We all know the plight of bees, yet how do we truly help them thrive? Here’s how I see a constant stream of native bees for the perfect bee-friendly garden and yard.
9 Tips for the Perfect Bee-Friendly Garden
1. No Pesticides, Please!
No list for a bee-friendly garden or yard is complete without this life-saving warning about pesticides. Pesticides are the #1 reason all our pollinators suffer, followed closely by habitat loss.
You can help with these dire situations and help our precious pollinators survive in your yard. Passing on your knowledge to others can help, too, as some people don’t realize the impact they can have.

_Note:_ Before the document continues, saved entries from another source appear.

fn pick<T: Clone>(
    left: &T,
    left_seen: DateTime<Utc>,
    right: &T,
    right_seen: DateTime<Utc>,
    is_empty: impl Fn(&T) -> bool,
    cmp: impl Fn(&T, &T) -> Ordering,
) -> T {
    match (is_empty(left), is_empty(right)) {
        (_, true) => left.clone(),
        (true, false) => right.clone(),
        (false, false) => {
            let order = left_seen
                .cmp(&right_seen)
                .then_with(|| cmp(left, right));
            if order == Ordering::Less {
                right.clone()
            } else {
                left.clone()
            }
        }
    }
}

fn cmp_cursor(a: &Option<Cursor>, b: &Option<Cursor>) -> Ordering {
    match (a, b) {
        (Some(a), Some(b)) => a
            .x
            .total_cmp(&b.x)
            .then_with(|| a.y.total_cmp(&b.y))
            .then_with(|| a.block_ref.cmp(&b.block_ref)),
        (a, b) => a.is_some().cmp(&b.is_some()),
    }
}

/// Where a user is in the presence lifecycle.
#[derive(Debug, Clone, Copy, PartialEq, Eq)]
pub enum PresenceState {
    /// No entry.
    Absent,
    /// Entry refreshed within the staleness window.
    Present,
    /// Entry older than the staleness window; due for eviction.
    Stale,
}

/// Applies presence events to one page's presence map.
pub struct PresenceAggregator {
    page_id: String,
    local_user: LocalUser,
    document: Arc<ReplicatedDocument>,
    stale_after: Option<Duration>,
}
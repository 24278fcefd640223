//! `folio status`: show the resolved configuration.

use folio_realtime::RealtimeConfig;

use super::args::ConnectionArgs;
use super::redact;

/// Handle the status command.
pub fn handle_status(args: &ConnectionArgs, config: &RealtimeConfig) {
    println!("Folio Status");
    println!("============");
    println!();

    match &args.config {
        Some(path) => println!("Config file: {}", path.display()),
        None => println!("Config file: (none)"),
    }
    println!("Server: {}", config.channel.server_url);
    println!("WebSocket URL: {}", config.channel.build_ws_url());
    println!("Token: {}", redact(args.token.as_deref()));
    println!();

    let user = &config.user;
    println!("User ID: {}", user.id);
    println!(
        "User name: {}",
        if user.name.is_empty() { "(not set)" } else { &user.name }
    );
    println!(
        "User email: {}",
        if user.email.is_empty() { "(not set)" } else { &user.email }
    );
    println!();

    let reconnect = &config.channel.reconnect;
    if reconnect.enabled {
        println!(
            "Reconnect: up to {} attempts, {:?} doubling to {:?}",
            reconnect.max_attempts, reconnect.base_delay, reconnect.max_delay
        );
    } else {
        println!("Reconnect: disabled");
    }
    println!("Keepalive: every {:?}", config.channel.ping_interval);
    println!("Cursor throttle: {:?}", config.throttle.interval);
    match config.presence.stale_after {
        Some(after) => println!(
            "Presence: stale after {:?}, swept every {:?}",
            after, config.presence.sweep_interval
        ),
        None => println!("Presence: entries kept until the user leaves"),
    }

    println!();
    if args.token.as_deref().is_none_or(str::is_empty) {
        println!("No token set. Pass --token or set FOLIO_TOKEN before watching a page:");
        println!("  folio watch --page <page-id>");
    } else {
        println!("Ready. Watch a page with:");
        println!("  folio watch --page <page-id>");
    }
}
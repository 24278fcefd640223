//! Error types for the realtime layer.

use thiserror::Error;

/// Errors produced by the realtime collaboration layer.
///
/// Most of these never reach UI-level callers: transport failures are turned
/// into reconnect decisions inside the event channel, and exhaustion is
/// reported as a [`ConnectionStatus`](crate::ConnectionStatus) instead.
#[derive(Debug, Error)]
pub enum RealtimeError {
    /// The transport could not be established.
    #[error("Connection failed: {0}")]
    ConnectionFailed(String),

    /// A frame could not be written to the transport.
    #[error("Send failed: {0}")]
    SendFailed(String),

    /// The transport was closed.
    #[error("Connection closed")]
    Closed,

    /// A frame did not follow the wire protocol.
    #[error("Protocol error: {0}")]
    Protocol(String),

    /// A replicated-structure update could not be decoded or applied.
    #[error("CRDT error: {0}")]
    Crdt(String),

    /// JSON (de)serialization failed.
    #[error("JSON error: {0}")]
    Json(#[from] serde_json::Error),

    /// Invalid configuration.
    #[error("Configuration error: {0}")]
    Config(String),
}

/// Result alias used throughout the crate.
pub type Result<T> = std::result::Result<T, RealtimeError>;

Pesticides are a certain death sentence to not only bees but other beneficial insects and pollinators as well. They can also have an unfortunate trickle effect by harming the birds, rodents, and other small mammals that eat them.
Depending on the type of pesticide used, it can have a large-scale effect on the larger birds or mammals that eat these smaller birds or mammals.
Not to mention the complete unsafety it can bring to our pets and children!
I have written several articles on how to have a thriving garden WITHOUT pesticides. The natural cycle of life in your gardens, complete with proper plant placement and selection, will take care of itself. I’ve seen it with my own two eyes in my own yard!
If you truly do need to step in for a complete infestation, there are many alternatives to pesticides. Going pesticide-free is your true first step to a bee-friendly garden!
2. Have a Wide Variety of (Mostly Native) Flowers
I know some of you are reading this right now just shaking your head at me, for you believe in ONLY native flowers. I agree, but I also see how some bees completely flock to my non-spreading butterfly bush.
So I compromise and have about 90-95% native plants and flowers for my area. Maybe even more than that!
Why native?
There are many reasons. First, native means the flowers that grow naturally, year after year, where you live. There are many helpful websites to help you determine the best types of flowers and plants for your location.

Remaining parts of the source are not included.